Go through the following data and transcribe exactly the stretch of lines from the one holding "pub struct MySqlProvider;" to the one holding "let mut conn", both included.

--- Given data ---
★ ★ ★ ★ ★ ★ ★

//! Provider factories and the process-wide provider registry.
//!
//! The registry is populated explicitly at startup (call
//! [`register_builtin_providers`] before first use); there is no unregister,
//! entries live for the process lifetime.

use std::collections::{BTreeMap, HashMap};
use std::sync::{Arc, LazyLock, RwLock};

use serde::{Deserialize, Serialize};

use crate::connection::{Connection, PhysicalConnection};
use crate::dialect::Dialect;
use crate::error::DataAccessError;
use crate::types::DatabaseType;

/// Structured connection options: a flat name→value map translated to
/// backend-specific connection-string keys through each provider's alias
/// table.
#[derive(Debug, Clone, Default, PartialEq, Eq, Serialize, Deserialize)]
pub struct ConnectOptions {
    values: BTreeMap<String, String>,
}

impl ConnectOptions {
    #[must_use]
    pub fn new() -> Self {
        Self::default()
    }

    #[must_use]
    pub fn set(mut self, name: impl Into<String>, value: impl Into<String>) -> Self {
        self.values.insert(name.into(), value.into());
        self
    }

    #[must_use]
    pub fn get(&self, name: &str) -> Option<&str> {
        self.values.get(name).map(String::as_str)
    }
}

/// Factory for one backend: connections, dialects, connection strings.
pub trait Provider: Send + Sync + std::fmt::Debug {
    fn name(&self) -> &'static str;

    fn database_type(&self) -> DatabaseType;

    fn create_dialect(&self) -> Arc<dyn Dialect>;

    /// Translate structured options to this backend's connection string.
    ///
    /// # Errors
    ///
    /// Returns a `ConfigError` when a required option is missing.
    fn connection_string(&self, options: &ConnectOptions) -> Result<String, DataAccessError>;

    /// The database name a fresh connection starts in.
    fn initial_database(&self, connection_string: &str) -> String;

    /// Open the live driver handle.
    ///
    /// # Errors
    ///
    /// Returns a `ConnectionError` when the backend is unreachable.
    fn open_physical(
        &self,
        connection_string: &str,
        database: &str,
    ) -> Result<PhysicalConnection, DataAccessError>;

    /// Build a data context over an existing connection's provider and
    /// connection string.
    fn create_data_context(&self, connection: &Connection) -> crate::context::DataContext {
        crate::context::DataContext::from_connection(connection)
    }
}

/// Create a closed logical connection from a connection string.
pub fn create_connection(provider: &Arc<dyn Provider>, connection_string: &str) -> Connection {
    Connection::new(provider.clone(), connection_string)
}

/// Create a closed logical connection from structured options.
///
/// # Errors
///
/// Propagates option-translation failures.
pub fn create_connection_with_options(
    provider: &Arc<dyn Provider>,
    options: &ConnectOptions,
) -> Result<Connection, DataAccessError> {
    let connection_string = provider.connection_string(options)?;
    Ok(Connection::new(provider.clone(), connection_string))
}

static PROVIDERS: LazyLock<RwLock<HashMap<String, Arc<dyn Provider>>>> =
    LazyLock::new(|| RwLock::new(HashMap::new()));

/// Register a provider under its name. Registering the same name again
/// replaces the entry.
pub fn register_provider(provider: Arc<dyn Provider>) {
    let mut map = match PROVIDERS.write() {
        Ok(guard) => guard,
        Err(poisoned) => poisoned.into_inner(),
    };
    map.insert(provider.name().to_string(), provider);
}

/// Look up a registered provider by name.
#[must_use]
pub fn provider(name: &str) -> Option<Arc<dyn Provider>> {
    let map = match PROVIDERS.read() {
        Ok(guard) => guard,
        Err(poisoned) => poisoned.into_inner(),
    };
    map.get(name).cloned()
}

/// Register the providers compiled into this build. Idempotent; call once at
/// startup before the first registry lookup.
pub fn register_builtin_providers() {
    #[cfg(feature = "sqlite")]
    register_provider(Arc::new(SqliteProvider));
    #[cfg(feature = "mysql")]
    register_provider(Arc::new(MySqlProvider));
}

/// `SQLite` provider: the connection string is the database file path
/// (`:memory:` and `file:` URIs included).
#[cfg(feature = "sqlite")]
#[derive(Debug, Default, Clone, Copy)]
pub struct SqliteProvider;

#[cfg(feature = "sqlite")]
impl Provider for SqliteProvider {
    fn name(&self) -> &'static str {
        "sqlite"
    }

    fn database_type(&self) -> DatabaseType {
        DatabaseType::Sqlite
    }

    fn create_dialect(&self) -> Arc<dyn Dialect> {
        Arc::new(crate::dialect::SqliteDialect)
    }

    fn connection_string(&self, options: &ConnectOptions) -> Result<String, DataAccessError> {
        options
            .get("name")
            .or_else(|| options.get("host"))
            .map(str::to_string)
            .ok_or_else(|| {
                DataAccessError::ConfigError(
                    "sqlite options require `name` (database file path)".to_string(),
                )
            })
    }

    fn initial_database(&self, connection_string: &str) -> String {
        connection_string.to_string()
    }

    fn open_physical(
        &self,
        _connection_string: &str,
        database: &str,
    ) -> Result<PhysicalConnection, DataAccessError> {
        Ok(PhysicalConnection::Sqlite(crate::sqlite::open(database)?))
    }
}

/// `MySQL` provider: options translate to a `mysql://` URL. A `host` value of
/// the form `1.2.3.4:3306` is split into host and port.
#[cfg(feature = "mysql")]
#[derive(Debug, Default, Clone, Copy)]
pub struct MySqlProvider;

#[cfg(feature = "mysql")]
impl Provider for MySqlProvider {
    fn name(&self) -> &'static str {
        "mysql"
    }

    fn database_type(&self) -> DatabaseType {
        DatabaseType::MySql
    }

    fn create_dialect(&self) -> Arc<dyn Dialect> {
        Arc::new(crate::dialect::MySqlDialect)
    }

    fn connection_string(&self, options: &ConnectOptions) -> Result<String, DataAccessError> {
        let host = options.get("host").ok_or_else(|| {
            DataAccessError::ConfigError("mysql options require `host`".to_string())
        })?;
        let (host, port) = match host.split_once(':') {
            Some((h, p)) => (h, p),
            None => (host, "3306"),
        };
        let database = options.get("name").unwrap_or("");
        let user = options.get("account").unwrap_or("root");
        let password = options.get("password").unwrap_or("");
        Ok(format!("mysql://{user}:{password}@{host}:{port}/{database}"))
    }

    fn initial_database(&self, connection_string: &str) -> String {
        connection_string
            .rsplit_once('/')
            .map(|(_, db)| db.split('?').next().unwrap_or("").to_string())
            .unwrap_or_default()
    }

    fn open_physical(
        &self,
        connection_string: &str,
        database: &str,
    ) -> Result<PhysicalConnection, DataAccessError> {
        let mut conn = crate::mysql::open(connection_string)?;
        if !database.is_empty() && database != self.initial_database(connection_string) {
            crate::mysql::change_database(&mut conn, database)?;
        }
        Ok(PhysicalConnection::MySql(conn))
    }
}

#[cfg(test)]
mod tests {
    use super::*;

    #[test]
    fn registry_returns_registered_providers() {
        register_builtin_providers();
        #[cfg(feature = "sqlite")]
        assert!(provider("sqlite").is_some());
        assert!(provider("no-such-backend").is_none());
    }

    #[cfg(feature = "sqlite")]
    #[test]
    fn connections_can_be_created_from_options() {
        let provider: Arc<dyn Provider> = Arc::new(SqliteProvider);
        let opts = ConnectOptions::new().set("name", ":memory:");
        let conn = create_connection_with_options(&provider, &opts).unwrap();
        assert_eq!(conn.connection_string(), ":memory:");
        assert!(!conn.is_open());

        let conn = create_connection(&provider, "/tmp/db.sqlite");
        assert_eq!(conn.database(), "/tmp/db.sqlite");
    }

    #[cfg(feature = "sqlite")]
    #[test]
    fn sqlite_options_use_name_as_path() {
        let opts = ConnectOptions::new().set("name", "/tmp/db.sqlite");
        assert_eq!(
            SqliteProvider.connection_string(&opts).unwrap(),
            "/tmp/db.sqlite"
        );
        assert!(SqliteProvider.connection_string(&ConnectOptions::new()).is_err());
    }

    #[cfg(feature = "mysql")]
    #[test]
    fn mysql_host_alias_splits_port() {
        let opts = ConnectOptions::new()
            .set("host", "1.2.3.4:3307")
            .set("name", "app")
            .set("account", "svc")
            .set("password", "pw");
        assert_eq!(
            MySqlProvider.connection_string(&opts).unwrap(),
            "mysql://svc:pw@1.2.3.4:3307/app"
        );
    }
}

★ ★ ★ ★ ★ ★ ★

--- Answer space ---
pub struct MySqlProvider;

#[cfg(feature = "mysql")]
impl Provider for MySqlProvider {
    fn name(&self) -> &'static str {
        "mysql"
    }

    fn database_type(&self) -> DatabaseType {
        DatabaseType::MySql
    }

    fn create_dialect(&self) -> Arc<dyn Dialect> {
        Arc::new(crate::dialect::MySqlDialect)
    }

    fn connection_string(&self, options: &ConnectOptions) -> Result<String, DataAccessError> {
        let host = options.get("host").ok_or_else(|| {
            DataAccessError::ConfigError("mysql options require `host`".to_string())
        })?;
        let (host, port) = match host.split_once(':') {
            Some((h, p)) => (h, p),
            None => (host, "3306"),
        };
        let database = options.get("name").unwrap_or("");
        let user = options.get("account").unwrap_or("root");
        let password = options.get("password").unwrap_or("");
        Ok(format!("mysql://{user}:{password}@{host}:{port}/{database}"))
    }

    fn initial_database(&self, connection_string: &str) -> String {
        connection_string
            .rsplit_once('/')
            .map(|(_, db)| db.split('?').next().unwrap_or("").to_string())
            .unwrap_or_default()
    }

    fn open_physical(
        &self,
        connection_string: &str,
        database: &str,
    ) -> Result<PhysicalConnection, DataAccessError> {
        let mut conn = crate::mysql::open(connection_string)?;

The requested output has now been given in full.